Segment Start: Material for the task
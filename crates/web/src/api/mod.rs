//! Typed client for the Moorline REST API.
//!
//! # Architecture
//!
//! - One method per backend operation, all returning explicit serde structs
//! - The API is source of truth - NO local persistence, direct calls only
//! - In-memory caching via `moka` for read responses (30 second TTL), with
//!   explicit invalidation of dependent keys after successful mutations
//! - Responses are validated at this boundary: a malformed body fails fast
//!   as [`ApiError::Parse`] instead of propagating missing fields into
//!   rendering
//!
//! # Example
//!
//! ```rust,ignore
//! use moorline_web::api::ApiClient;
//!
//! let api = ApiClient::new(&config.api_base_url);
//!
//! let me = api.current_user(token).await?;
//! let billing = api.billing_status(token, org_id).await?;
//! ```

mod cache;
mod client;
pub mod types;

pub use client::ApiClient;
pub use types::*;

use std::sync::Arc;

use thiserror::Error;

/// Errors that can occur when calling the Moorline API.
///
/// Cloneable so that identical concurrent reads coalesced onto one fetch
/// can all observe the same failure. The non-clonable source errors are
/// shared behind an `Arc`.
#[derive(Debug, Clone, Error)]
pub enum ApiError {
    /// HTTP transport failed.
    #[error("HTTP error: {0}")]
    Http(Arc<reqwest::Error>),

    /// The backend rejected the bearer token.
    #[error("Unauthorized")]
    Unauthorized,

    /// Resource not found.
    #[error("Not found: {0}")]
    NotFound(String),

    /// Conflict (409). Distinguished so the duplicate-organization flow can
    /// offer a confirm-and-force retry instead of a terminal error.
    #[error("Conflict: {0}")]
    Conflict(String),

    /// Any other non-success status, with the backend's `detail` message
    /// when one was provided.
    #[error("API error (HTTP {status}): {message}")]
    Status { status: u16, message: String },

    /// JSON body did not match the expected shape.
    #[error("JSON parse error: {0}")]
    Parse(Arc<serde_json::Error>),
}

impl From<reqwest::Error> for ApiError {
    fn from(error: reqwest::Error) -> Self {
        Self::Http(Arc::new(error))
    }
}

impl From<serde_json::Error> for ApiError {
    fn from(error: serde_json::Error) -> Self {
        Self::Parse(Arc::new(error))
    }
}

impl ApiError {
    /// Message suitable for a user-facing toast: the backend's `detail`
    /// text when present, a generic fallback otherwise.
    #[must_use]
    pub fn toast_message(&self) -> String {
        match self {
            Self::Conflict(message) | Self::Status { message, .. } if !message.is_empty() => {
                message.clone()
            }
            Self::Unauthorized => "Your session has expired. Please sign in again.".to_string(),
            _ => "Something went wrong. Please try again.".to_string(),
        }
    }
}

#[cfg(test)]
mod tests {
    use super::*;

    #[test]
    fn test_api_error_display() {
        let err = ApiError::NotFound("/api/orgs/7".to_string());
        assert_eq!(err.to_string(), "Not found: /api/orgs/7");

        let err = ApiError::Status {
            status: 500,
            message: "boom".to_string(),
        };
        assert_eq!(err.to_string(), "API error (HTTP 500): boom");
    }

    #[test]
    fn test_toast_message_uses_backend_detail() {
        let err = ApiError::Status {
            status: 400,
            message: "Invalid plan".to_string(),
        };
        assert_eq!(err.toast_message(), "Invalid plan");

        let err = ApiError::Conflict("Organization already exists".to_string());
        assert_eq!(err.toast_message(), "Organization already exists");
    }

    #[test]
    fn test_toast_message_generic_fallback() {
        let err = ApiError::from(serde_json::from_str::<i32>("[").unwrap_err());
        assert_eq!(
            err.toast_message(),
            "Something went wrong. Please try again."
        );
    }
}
Segment End: Material for the task
Segment Start: Material for the task
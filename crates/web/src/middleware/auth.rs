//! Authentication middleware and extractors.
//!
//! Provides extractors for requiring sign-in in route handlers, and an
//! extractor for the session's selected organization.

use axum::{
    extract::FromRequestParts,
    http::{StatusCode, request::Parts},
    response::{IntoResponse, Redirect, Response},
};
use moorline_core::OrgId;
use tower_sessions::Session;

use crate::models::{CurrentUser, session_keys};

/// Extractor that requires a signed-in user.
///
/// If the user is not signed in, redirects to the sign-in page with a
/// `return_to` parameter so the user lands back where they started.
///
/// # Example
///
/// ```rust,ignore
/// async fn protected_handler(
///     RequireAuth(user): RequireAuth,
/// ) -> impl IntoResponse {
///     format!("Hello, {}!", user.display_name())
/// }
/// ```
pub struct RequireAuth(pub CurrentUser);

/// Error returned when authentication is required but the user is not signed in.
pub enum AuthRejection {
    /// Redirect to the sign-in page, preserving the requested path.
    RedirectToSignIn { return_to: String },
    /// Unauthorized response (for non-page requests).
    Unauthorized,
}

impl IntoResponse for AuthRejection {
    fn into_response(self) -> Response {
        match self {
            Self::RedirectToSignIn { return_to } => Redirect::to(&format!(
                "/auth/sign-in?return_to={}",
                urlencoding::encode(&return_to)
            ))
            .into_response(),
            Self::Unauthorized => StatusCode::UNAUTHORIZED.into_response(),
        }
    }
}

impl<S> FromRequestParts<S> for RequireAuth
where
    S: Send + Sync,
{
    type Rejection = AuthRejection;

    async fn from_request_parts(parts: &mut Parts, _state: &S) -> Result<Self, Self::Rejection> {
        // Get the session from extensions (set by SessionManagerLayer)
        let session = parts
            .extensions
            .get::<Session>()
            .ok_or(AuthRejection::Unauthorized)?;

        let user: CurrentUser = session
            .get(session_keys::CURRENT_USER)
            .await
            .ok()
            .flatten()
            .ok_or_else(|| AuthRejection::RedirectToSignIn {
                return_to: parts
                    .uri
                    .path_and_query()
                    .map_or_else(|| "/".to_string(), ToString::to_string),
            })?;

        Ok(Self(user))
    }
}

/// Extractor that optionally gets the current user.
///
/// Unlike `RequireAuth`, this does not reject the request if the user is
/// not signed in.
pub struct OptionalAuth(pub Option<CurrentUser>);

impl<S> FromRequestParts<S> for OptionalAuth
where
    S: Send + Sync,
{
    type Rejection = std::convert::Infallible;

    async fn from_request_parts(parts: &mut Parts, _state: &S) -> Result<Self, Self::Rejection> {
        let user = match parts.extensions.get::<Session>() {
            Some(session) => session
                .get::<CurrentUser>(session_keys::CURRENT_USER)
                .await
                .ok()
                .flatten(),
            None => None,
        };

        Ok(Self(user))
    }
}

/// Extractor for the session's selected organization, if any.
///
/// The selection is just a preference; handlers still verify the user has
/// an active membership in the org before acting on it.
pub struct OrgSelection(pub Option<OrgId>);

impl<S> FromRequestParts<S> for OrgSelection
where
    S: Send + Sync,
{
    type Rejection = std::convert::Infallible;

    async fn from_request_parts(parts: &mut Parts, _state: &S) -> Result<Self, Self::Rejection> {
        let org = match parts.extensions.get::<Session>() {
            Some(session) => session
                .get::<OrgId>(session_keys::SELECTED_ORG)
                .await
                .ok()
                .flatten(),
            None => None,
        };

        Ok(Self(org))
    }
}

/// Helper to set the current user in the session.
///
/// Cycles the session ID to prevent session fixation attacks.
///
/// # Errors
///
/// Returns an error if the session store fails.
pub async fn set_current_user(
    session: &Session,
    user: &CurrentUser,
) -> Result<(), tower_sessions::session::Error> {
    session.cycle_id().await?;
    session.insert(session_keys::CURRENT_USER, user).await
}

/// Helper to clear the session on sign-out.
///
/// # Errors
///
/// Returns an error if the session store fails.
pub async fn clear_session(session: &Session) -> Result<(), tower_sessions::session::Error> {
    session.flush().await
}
Segment End: Material for the task
Segment Start: Material for the task
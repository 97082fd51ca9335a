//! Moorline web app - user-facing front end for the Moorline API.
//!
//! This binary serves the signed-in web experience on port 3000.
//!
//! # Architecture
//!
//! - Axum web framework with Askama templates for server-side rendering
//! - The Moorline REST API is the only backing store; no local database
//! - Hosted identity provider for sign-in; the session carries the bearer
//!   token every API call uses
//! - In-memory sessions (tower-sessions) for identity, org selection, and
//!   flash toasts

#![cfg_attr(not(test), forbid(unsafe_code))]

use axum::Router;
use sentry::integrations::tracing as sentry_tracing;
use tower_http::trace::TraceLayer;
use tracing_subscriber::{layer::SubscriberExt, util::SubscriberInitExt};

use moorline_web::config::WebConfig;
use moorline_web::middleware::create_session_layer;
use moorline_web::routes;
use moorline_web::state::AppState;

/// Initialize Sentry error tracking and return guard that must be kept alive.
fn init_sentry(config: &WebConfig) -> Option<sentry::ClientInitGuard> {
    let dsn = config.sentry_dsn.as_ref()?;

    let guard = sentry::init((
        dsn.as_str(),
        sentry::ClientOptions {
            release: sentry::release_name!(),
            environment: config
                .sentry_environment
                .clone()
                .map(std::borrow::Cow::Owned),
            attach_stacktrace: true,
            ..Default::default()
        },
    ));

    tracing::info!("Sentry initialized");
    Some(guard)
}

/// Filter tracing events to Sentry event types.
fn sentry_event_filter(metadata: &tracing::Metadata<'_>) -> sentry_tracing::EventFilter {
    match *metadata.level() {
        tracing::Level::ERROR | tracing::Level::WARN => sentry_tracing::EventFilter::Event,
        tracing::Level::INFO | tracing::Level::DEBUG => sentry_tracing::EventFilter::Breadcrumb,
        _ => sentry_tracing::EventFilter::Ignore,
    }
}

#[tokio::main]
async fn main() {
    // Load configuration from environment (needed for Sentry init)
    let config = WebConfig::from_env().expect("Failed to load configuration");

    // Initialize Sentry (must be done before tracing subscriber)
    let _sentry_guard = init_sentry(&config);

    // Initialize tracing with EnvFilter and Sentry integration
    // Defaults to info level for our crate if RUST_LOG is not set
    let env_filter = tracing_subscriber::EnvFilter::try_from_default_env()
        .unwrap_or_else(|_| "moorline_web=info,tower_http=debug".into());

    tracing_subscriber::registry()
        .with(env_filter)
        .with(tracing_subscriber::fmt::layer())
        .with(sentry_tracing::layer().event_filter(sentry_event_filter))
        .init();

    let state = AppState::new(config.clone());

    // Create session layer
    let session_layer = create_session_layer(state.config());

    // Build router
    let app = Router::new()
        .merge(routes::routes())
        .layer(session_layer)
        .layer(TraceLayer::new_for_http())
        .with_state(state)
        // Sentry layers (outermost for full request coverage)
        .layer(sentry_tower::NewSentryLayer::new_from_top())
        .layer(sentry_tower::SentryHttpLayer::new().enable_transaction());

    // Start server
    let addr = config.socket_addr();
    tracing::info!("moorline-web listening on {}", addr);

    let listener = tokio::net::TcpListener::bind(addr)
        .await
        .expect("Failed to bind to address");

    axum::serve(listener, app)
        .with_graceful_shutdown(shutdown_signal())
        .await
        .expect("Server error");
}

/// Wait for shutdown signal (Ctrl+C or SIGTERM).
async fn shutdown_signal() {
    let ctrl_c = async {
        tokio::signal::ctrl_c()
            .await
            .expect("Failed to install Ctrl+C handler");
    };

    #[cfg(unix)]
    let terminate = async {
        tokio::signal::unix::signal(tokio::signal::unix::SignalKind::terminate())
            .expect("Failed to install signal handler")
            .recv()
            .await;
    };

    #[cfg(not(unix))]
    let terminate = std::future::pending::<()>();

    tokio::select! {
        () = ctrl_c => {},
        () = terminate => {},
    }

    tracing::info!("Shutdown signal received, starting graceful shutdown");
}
Segment End: Material for the task
Exercise description:
Lines of the listing above that contain the word "instead" must all be copied.

Finished exercise:
//!   as [`ApiError::Parse`] instead of propagating missing fields into
    /// offer a confirm-and-force retry instead of a terminal error.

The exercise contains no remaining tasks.